Governo flexibiliza exigência em concessões

Concessões vão ser flexibilizadas para atrair mais empresas, principalmente estrangeiras

Os editais para os leilões de concessão de rodovias vão ter exigências flexibilizadas para atrair a participação de mais empresas, principalmente estrangeiras e de pequeno e médio porte. Empresas com sede fora do país não vão mais precisar abrir uma subsidiária no Brasil para participar como líderes de consórcio. A exigência de documentação técnica também será menor, o que tende a atrair também empresas de menor porte.

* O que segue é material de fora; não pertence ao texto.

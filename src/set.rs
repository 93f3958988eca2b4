//! An ordered set based on a binary search tree.

use compare::{Compare, Natural};
use std::cmp::Ordering;
use std::fmt::{self, Debug};
use std::hash::{self, Hash};
use std::iter;

use crate::policy::Unique;
use crate::tree::{Cursor, Tree};
use crate::Error;

pub use crate::tree::{IntoIter, Iter};

/// An ordered set based on a binary search tree.
///
/// The set holds at most one of each item. The tree is not rebalanced, so the cost of an operation
/// is proportional to the depth the insertion order gave the tree.
///
/// The behavior of this set is undefined if an item's ordering relative to any other item changes
/// while the item is in the set. This is normally only possible through `Cell`, `RefCell`, or
/// unsafe code.
pub struct Set<T, C = Natural<T>> where C: Compare<T> {
    tree: Tree<T, C, Unique>,
}

impl<T> Set<T> where T: Ord {
    /// Creates an empty set ordered according to the natural order of its items.
    ///
    /// # Examples
    ///
    /// ```
    /// let mut set = bstree::Set::new();
    ///
    /// set.insert(2);
    /// set.insert(1);
    /// set.insert(3);
    ///
    /// let mut it = set.iter();
    /// assert_eq!(it.next(), Some(&1));
    /// assert_eq!(it.next(), Some(&2));
    /// assert_eq!(it.next(), Some(&3));
    /// assert_eq!(it.next(), None);
    /// ```
    pub fn new() -> Self { Set { tree: Tree::new() } }
}

impl<T, C> Set<T, C> where C: Compare<T> {
    /// Creates an empty set ordered according to the given comparator.
    ///
    /// # Examples
    ///
    /// ```
    /// use compare::{Compare, natural};
    ///
    /// let mut set = bstree::Set::with_cmp(natural().rev());
    ///
    /// set.insert(2);
    /// set.insert(1);
    /// set.insert(3);
    ///
    /// let mut it = set.iter();
    /// assert_eq!(it.next(), Some(&3));
    /// assert_eq!(it.next(), Some(&2));
    /// assert_eq!(it.next(), Some(&1));
    /// assert_eq!(it.next(), None);
    /// ```
    pub fn with_cmp(cmp: C) -> Self { Set { tree: Tree::with_cmp(cmp) } }

    /// Checks if the set is empty.
    ///
    /// # Examples
    ///
    /// ```
    /// let mut set = bstree::Set::new();
    /// assert!(set.is_empty());
    ///
    /// set.insert(2);
    /// assert!(!set.is_empty());
    /// ```
    pub fn is_empty(&self) -> bool { self.tree.is_empty() }

    /// Returns the number of items in the set.
    pub fn len(&self) -> usize { self.tree.len() }

    /// Returns the theoretical maximum number of items the set could hold.
    pub fn max_size(&self) -> usize { self.tree.max_size() }

    /// Returns a reference to the set's comparator.
    ///
    /// # Examples
    ///
    /// ```
    /// use compare::{Compare, natural};
    ///
    /// let set: bstree::Set<i32> = bstree::Set::new();
    /// assert!(set.cmp().compares_lt(&1, &2));
    ///
    /// let set: bstree::Set<i32, _> = bstree::Set::with_cmp(natural().rev());
    /// assert!(set.cmp().compares_gt(&1, &2));
    /// ```
    pub fn cmp(&self) -> &C { self.tree.cmp() }

    /// Removes all items from the set.
    pub fn clear(&mut self) { self.tree.clear(); }

    /// Inserts an item into the set.
    ///
    /// Returns a cursor at the inserted item and `true`, or, if the set already contained an equal
    /// item, a cursor at that item and `false`.
    ///
    /// # Examples
    ///
    /// ```
    /// let mut set = bstree::Set::new();
    ///
    /// assert!(set.insert(5).1);
    /// assert!(!set.insert(5).1);
    /// assert_eq!(set.len(), 1);
    /// ```
    pub fn insert(&mut self, item: T) -> (Cursor, bool) { self.tree.insert(item) }

    /// Inserts an item into the set, failing instead of aborting if node storage cannot grow.
    ///
    /// # Errors
    ///
    /// Returns `Error::Alloc` or `Error::CapacityExceeded`, leaving the set unchanged.
    pub fn try_insert(&mut self, item: T) -> Result<(Cursor, bool), Error> {
        self.tree.try_insert(item)
    }

    /// Inserts each item in turn, returning the result of every insertion.
    ///
    /// # Examples
    ///
    /// ```
    /// let mut set = bstree::Set::new();
    ///
    /// let inserted: Vec<bool> = set.insert_many([1, 2, 1]).into_iter().map(|r| r.1).collect();
    /// assert_eq!(inserted, [true, true, false]);
    /// ```
    pub fn insert_many<I>(&mut self, items: I) -> Vec<(Cursor, bool)>
        where I: IntoIterator<Item = T> {

        self.tree.insert_many(items)
    }

    /// Removes the item at the cursor and returns it.
    ///
    /// Erasing an end cursor does nothing and returns `Ok(None)`, even if the cursor is stale or
    /// came from another container.
    ///
    /// # Errors
    ///
    /// Returns `Error::InvalidCursor` if the set was structurally modified after a cursor at an item
    /// was obtained, or if the cursor belongs to another container.
    pub fn erase(&mut self, cursor: Cursor) -> Result<Option<T>, Error> { self.tree.erase(cursor) }

    /// Removes the given item from the set, returning `true` if the set contained the item.
    ///
    /// # Examples
    ///
    /// ```
    /// let mut set = bstree::Set::new();
    ///
    /// set.insert(2);
    /// set.insert(1);
    /// set.insert(3);
    ///
    /// assert!(set.remove(&1));
    /// assert_eq!(set.len(), 2);
    /// assert!(!set.contains(&1));
    /// assert!(!set.remove(&1));
    /// ```
    pub fn remove<Q: ?Sized>(&mut self, item: &Q) -> bool where C: Compare<Q, T> {
        self.tree.remove(item).is_some()
    }

    /// Removes and returns the item equal to the given one, if any.
    pub fn take<Q: ?Sized>(&mut self, item: &Q) -> Option<T> where C: Compare<Q, T> {
        self.tree.remove(item)
    }

    /// Checks if the set contains the given item.
    pub fn contains<Q: ?Sized>(&self, item: &Q) -> bool where C: Compare<Q, T> {
        self.tree.contains(item)
    }

    /// Returns a reference to the set's item equal to the given one, if any.
    pub fn get<Q: ?Sized>(&self, item: &Q) -> Option<&T> where C: Compare<Q, T> {
        self.tree.get(item)
    }

    /// Returns a cursor at the given item, or past the end if the set does not contain it.
    ///
    /// # Examples
    ///
    /// ```
    /// let set: bstree::Set<_> = [5, 3, 8].into_iter().collect();
    ///
    /// let cursor = set.find(&3);
    /// assert_eq!(set.item(&cursor), Ok(Some(&3)));
    /// assert_eq!(set.find(&4), set.end());
    /// ```
    pub fn find<Q: ?Sized>(&self, item: &Q) -> Cursor where C: Compare<Q, T> {
        self.tree.find(item)
    }

    /// Returns a reference to the set's minimum item, or `None` if the set is empty.
    pub fn first(&self) -> Option<&T> { self.tree.first() }

    /// Returns a reference to the set's maximum item, or `None` if the set is empty.
    pub fn last(&self) -> Option<&T> { self.tree.last() }

    /// Moves every item of `other` into the set, leaving `other` empty.
    ///
    /// Items the set already contains are dropped.
    ///
    /// # Examples
    ///
    /// ```
    /// let mut a: bstree::Set<_> = [1, 2].into_iter().collect();
    /// let mut b: bstree::Set<_> = [2, 3].into_iter().collect();
    ///
    /// a.merge(&mut b);
    ///
    /// assert_eq!(a.iter().collect::<Vec<_>>(), [&1, &2, &3]);
    /// assert!(b.is_empty());
    /// ```
    pub fn merge(&mut self, other: &mut Self) { self.tree.merge(&mut other.tree); }

    /// Exchanges the contents of two sets.
    pub fn swap(&mut self, other: &mut Self) { self.tree.swap(&mut other.tree); }

    /// Returns a copy of the set, failing instead of aborting if node storage cannot be
    /// allocated.
    ///
    /// # Errors
    ///
    /// Returns `Error::Alloc` or `Error::CapacityExceeded`.
    pub fn try_clone(&self) -> Result<Self, Error> where T: Clone, C: Clone {
        Ok(Set { tree: self.tree.try_clone()? })
    }

    /// Returns a cursor at the set's minimum item, or past the end if the set is empty.
    pub fn begin(&self) -> Cursor { self.tree.begin() }

    /// Returns a cursor past the end of the set.
    pub fn end(&self) -> Cursor { self.tree.end() }

    /// Returns the item at the cursor, or `None` if the cursor is past the end.
    ///
    /// # Errors
    ///
    /// Returns `Error::InvalidCursor` if the cursor is not valid for the set.
    pub fn item(&self, cursor: &Cursor) -> Result<Option<&T>, Error> { self.tree.item(cursor) }

    /// Moves the cursor to the next item in order.
    ///
    /// # Errors
    ///
    /// Returns `Error::InvalidCursor` if the cursor is not valid for the set.
    pub fn advance(&self, cursor: &mut Cursor) -> Result<(), Error> { self.tree.advance(cursor) }

    /// Returns an iterator over the set.
    ///
    /// The iterator yields the items in ascending order according to the set's comparator.
    ///
    /// # Examples
    ///
    /// ```
    /// let set: bstree::Set<_> = [5, 3, 8, 1, 4, 7, 9].into_iter().collect();
    /// assert_eq!(set.iter().copied().collect::<Vec<_>>(), [1, 3, 4, 5, 7, 8, 9]);
    /// ```
    pub fn iter(&self) -> Iter<'_, T> { self.tree.iter() }
}

impl<T, C> Clone for Set<T, C> where T: Clone, C: Compare<T> + Clone {
    fn clone(&self) -> Self { Set { tree: self.tree.clone() } }
}

impl<T, C> Debug for Set<T, C> where T: Debug, C: Compare<T> {
    fn fmt(&self, f: &mut fmt::Formatter) -> fmt::Result { self.tree.fmt(f) }
}

impl<T, C> Default for Set<T, C> where C: Compare<T> + Default {
    fn default() -> Self { Set { tree: Tree::default() } }
}

impl<T, C> Extend<T> for Set<T, C> where C: Compare<T> {
    fn extend<I: IntoIterator<Item = T>>(&mut self, it: I) { self.tree.extend(it); }
}

impl<T, C> iter::FromIterator<T> for Set<T, C> where C: Compare<T> + Default {
    fn from_iter<I: IntoIterator<Item = T>>(it: I) -> Self { Set { tree: it.into_iter().collect() } }
}

impl<T, C> Hash for Set<T, C> where T: Hash, C: Compare<T> {
    fn hash<H: hash::Hasher>(&self, h: &mut H) { self.tree.hash(h); }
}

impl<'a, T, C> IntoIterator for &'a Set<T, C> where C: Compare<T> {
    type Item = &'a T;
    type IntoIter = Iter<'a, T>;
    fn into_iter(self) -> Iter<'a, T> { self.iter() }
}

impl<T, C> IntoIterator for Set<T, C> where C: Compare<T> {
    type Item = T;
    type IntoIter = IntoIter<T>;

    /// Returns an iterator that consumes the set.
    ///
    /// The iterator yields the items in ascending order according to the set's comparator.
    ///
    /// # Examples
    ///
    /// ```
    /// let set: bstree::Set<_> = [2, 1, 3].into_iter().collect();
    ///
    /// let mut it = set.into_iter();
    /// assert_eq!(it.next(), Some(1));
    /// assert_eq!(it.next(), Some(2));
    /// assert_eq!(it.next(), Some(3));
    /// assert_eq!(it.next(), None);
    /// ```
    fn into_iter(self) -> IntoIter<T> { self.tree.into_iter() }
}

impl<T, C> PartialEq for Set<T, C> where T: PartialEq, C: Compare<T> {
    fn eq(&self, other: &Self) -> bool { self.tree == other.tree }
}

impl<T, C> Eq for Set<T, C> where T: Eq, C: Compare<T> {}

impl<T, C> PartialOrd for Set<T, C> where T: PartialOrd, C: Compare<T> {
    fn partial_cmp(&self, other: &Self) -> Option<Ordering> { self.tree.partial_cmp(&other.tree) }
}

impl<T, C> Ord for Set<T, C> where T: Ord, C: Compare<T> {
    fn cmp(&self, other: &Self) -> Ordering { Ord::cmp(&self.tree, &other.tree) }
}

A intenção foi anunciada pelo Ministério dos Transportes nesta quinta-feira (13) após audiência pública na Câmara dos Deputados em que o ministro Antônio Carlos Rodrigues apresentou um panorama dos investimentos no setor.
Segundo a secretária-executiva do ministério, Natália Marcassa, a intenção do governo é aumentar o número de empresas participantes. O motivo apontado por Marcassa não é a crise criada pela Operação Lava Jato, em que várias empreiteiras nacionais estão sendo investigadas pela prática de corrupção. “Era uma demanda de empresas estrangeiras que relatam em outros leilões dificuldades de entrar. Com o aumento das concessões, vamos precisar de novas empresas. [Antes] O mercado nacional dava conta. Hoje temos um conjunto de 16 rodovias e vamos precisar de mais empresas”, afirmou Marcassa.
As mais importantes mudanças nos editas que estão sendo preparados, contudo, é nas exigências de investimentos que terão que ser realizadas ao longo da concessão. Na última rodada de licitações, realizada em 2013, o governo exigiu que toda a duplicação das estradas fosse realizada em cinco anos, sendo 10% no primeiro ano.
Segundo Natália, agora não deverá haver mais uma regra única e cada concessão será avaliada separadamente para saber se há condições de fazer toda a duplicação da estrada e em qual prazo. “Cada projeto está tendo um olhar específico. Provavelmente não teremos mais uma regra geral”, disse Marcassa.
A flexibilização é necessária porque, com a regra da rodada anterior, os pedágios poderiam ficar muito caros, o que poderia inviabilizar a concessão. Isso ocorre porque as estradas que vão ser leiloadas agora têm movimento menor que as anteriores e precisam de obras de maior porte.
Além disso, também contribui para que o preço do pedágio fique maior a piora nas condições dos financiamento que estão sendo oferecidos.
O ministro ainda manteve na apresentação aos deputados o cronograma de fazer mais quatro leilões de rodovias este ano. Mas, provavelmente, apenas um será realizado -o da BR-476/153 entre Paraná e Santa Catarina-, por ser o único que já teve as audiências públicas iniciadas.